In Hargis, this court initially affirmed the judgment of conviction in its entirety.
(Hargis, supra, 33 Cal.App.5th at p. 202.) The California Supreme Court granted review
and remanded the case back to this court with direction to vacate our decision and
reconsider the case in light of People v. Franklin (2016) 63 Cal.4th 261. (Hargis, supra,
at p. 202.) On October 31, 2016, in response to the directions on remand, this court filed
a second opinion “affirm[ing] the judgment—expressly including the sentence—but
remand[ing] the matter to the trial court [on the Franklin issue] for a determination
whether defendant was afforded sufficient opportunity to make a record of information
relevant to his eventual youth offender parole hearing and, if not, to afford him that
opportunity.” (Ibid.)
On November 8, 2016, Proposition 57 passed, modifying the law regarding
initiation of criminal proceedings against juvenile offenders. (Hargis, supra, 33
Cal.App.5th at pp. 202–203.) On January 3, 2017, the remittitur issued with respect to
our second opinion on the Franklin issue. (Hargis, supra, at p. 203.) Before the hearing
on the remitted Franklin issue, the defendant filed a motion to remand the case to the
juvenile court pursuant to Proposition 57 seeking a fitness/transfer hearing pursuant to
Estrada. (Hargis, supra, at p. 203.) On May 22, 2017, the trial court denied the motion,
stating that it had no jurisdiction. (Ibid.) On June 21, 2017, the trial court held the
hearing on the remitted Franklin issue, permitting the defendant to make a record for his
eventual youth offender parole hearing. (Hargis, supra, at p. 203.) The defendant then
filed another timely notice of appeal on July 31, 2017 on the Proposition 57 issue. (Ibid.)
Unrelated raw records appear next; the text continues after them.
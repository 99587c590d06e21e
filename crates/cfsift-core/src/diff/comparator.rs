//! Change comparator.

use crate::diff::{Change, DiffMap, OutcomeChange};
use crate::error::{CfSiftError, Result};
use crate::instance::Instance;
use crate::schema::{FeatureKind, FeatureSchema};
use crate::value::Value;

/// Computes the changed features between an original and a candidate.
///
/// Continuous features are considered unchanged when `|new - old|` does not
/// exceed the tolerance; the default tolerance of zero is exact equality.
/// Categorical features always use exact equality.
///
/// # Example
///
/// ```
/// use cfsift_core::{ChangeComparator, FeatureSchema, Instance};
///
/// let schema = FeatureSchema::new()
///     .with_continuous("age")
///     .with_categorical("color");
/// let original = Instance::new().with("age", 30).with("color", "red");
/// let candidate = Instance::new().with("age", 30.05).with("color", "blue");
///
/// let exact = ChangeComparator::exact().diff(&schema, &original, &candidate).unwrap();
/// assert_eq!(exact.len(), 2);
///
/// let loose = ChangeComparator::with_tolerance(0.1).unwrap();
/// let diff = loose.diff(&schema, &original, &candidate).unwrap();
/// assert_eq!(diff.features().collect::<Vec<_>>(), vec!["color"]);
/// ```
#[derive(Debug, Clone, Copy, PartialEq, Default)]
pub struct ChangeComparator {
    tolerance: f64,
}

impl ChangeComparator {
    /// Creates a comparator using exact equality.
    pub fn exact() -> Self {
        Self { tolerance: 0.0 }
    }

    /// Creates a comparator with an absolute tolerance for continuous features.
    ///
    /// # Errors
    ///
    /// Returns a configuration error if the tolerance is negative or not finite.
    pub fn with_tolerance(tolerance: f64) -> Result<Self> {
        if !tolerance.is_finite() || tolerance < 0.0 {
            return Err(CfSiftError::config(format!(
                "equality tolerance must be a finite non-negative number, got {tolerance}"
            )));
        }
        Ok(Self { tolerance })
    }

    /// Returns the configured tolerance.
    pub fn tolerance(&self) -> f64 {
        self.tolerance
    }

    /// Diffs a candidate against the original instance.
    ///
    /// # Errors
    ///
    /// Returns a schema mismatch if either instance does not carry exactly the
    /// schema's columns, or a continuous column holds a non-numeric value.
    pub fn diff(
        &self,
        schema: &FeatureSchema,
        original: &Instance,
        candidate: &Instance,
    ) -> Result<DiffMap> {
        check_columns(schema, original, "original instance")?;
        if !original.same_features(candidate) {
            return Err(CfSiftError::schema(
                "original and candidate instances carry different feature sets",
            ));
        }

        let mut diff = DiffMap::new();
        for (name, old) in original.iter() {
            let Some(new) = candidate.get(name) else {
                return Err(CfSiftError::schema(format!(
                    "candidate is missing column '{name}'"
                )));
            };

            if let Some(outcome) = schema.outcome().filter(|o| o.name == name) {
                let kind = outcome.kind();
                let changed = self.differs(name, kind, old, new)?;
                diff.set_outcome(OutcomeChange::new(
                    name,
                    old.clone(),
                    new.clone(),
                    kind,
                    changed,
                ));
                continue;
            }

            // check_columns guarantees every remaining column is a feature
            let kind = schema
                .kind_of(name)
                .ok_or_else(|| CfSiftError::schema(format!("unknown column '{name}'")))?;
            if self.differs(name, kind, old, new)? {
                diff.push(Change::new(name, old.clone(), new.clone(), kind));
            }
        }
        Ok(diff)
    }

    fn differs(&self, name: &str, kind: FeatureKind, old: &Value, new: &Value) -> Result<bool> {
        match kind {
            FeatureKind::Categorical => Ok(old != new),
            FeatureKind::Continuous => {
                let (Some(o), Some(n)) = (old.as_f64(), new.as_f64()) else {
                    return Err(CfSiftError::schema(format!(
                        "continuous column '{name}' holds a non-numeric value ({old} -> {new})"
                    )));
                };
                if o.is_nan() || n.is_nan() {
                    return Ok(o.is_nan() != n.is_nan());
                }
                Ok((n - o).abs() > self.tolerance)
            }
        }
    }
}

fn check_columns(schema: &FeatureSchema, instance: &Instance, what: &str) -> Result<()> {
    if let Some(missing) = schema.feature_names().find(|n| !instance.contains(n)) {
        return Err(CfSiftError::schema(format!(
            "{what} is missing feature '{missing}'"
        )));
    }
    if let Some(outcome) = schema.outcome() {
        if !instance.contains(&outcome.name) {
            return Err(CfSiftError::schema(format!(
                "{what} is missing outcome '{}'",
                outcome.name
            )));
        }
    }
    if let Some(extra) = instance
        .names()
        .find(|n| schema.column_kind(n).is_none())
    {
        return Err(CfSiftError::schema(format!(
            "{what} has column '{extra}' which is not in the schema"
        )));
    }
    Ok(())
}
While that appeal was pending, Senate Bill 620 was enacted on January 1, 2018, granting
trial courts the discretion to dismiss firearm enhancements in the interest of justice.
(Ibid.)
5.
On appeal, the defendant sought the benefit of Senate Bill 620.5 We determined
defendant was not entitled to the benefit of Senate Bill 620 because his “case had been
final for some time when the amendment went into effect.” (Hargis, supra, 33
Cal.App.5th at p. 209.) We explained that the opinion on defendant’s first appeal
“expressly affirmed his sentence” and the limited remittitur on the Franklin question
issued on January 3, 2017. (Hargis, supra, at p. 209.)
The Hargis court noted the remittitur date because that date fell after the defendant
could no longer petition for review to the California Supreme Court. (Hargis, supra, 33
Cal.App.5th at p. 209.) Because that opinion affirmed the defendant’s conviction and
sentence, his judgment of conviction was final for purposes Estrada retroactivity on the
date the remittitur issued. (Ibid.)
Hargis, however, is inapplicable here. In Hargis, this court affirmed the judgment
of conviction and sentence in its entirety and remanded for a collateral proceeding that
did not affect the judgment. Here, in contrast, the judgment was affirmed, but was
remanded for further proceedings as to the sentence—specifically to allow the trial court
to exercise its discretion whether to strike the firearm enhancements. The trial court then
denied defendant’s request to strike his firearm enhancements. Defendant appealed from
that sentencing decision. That appeal renders his sentence not yet final and so he is
entitled to the ameliorative benefit of the change in law caused by Senate Bill No.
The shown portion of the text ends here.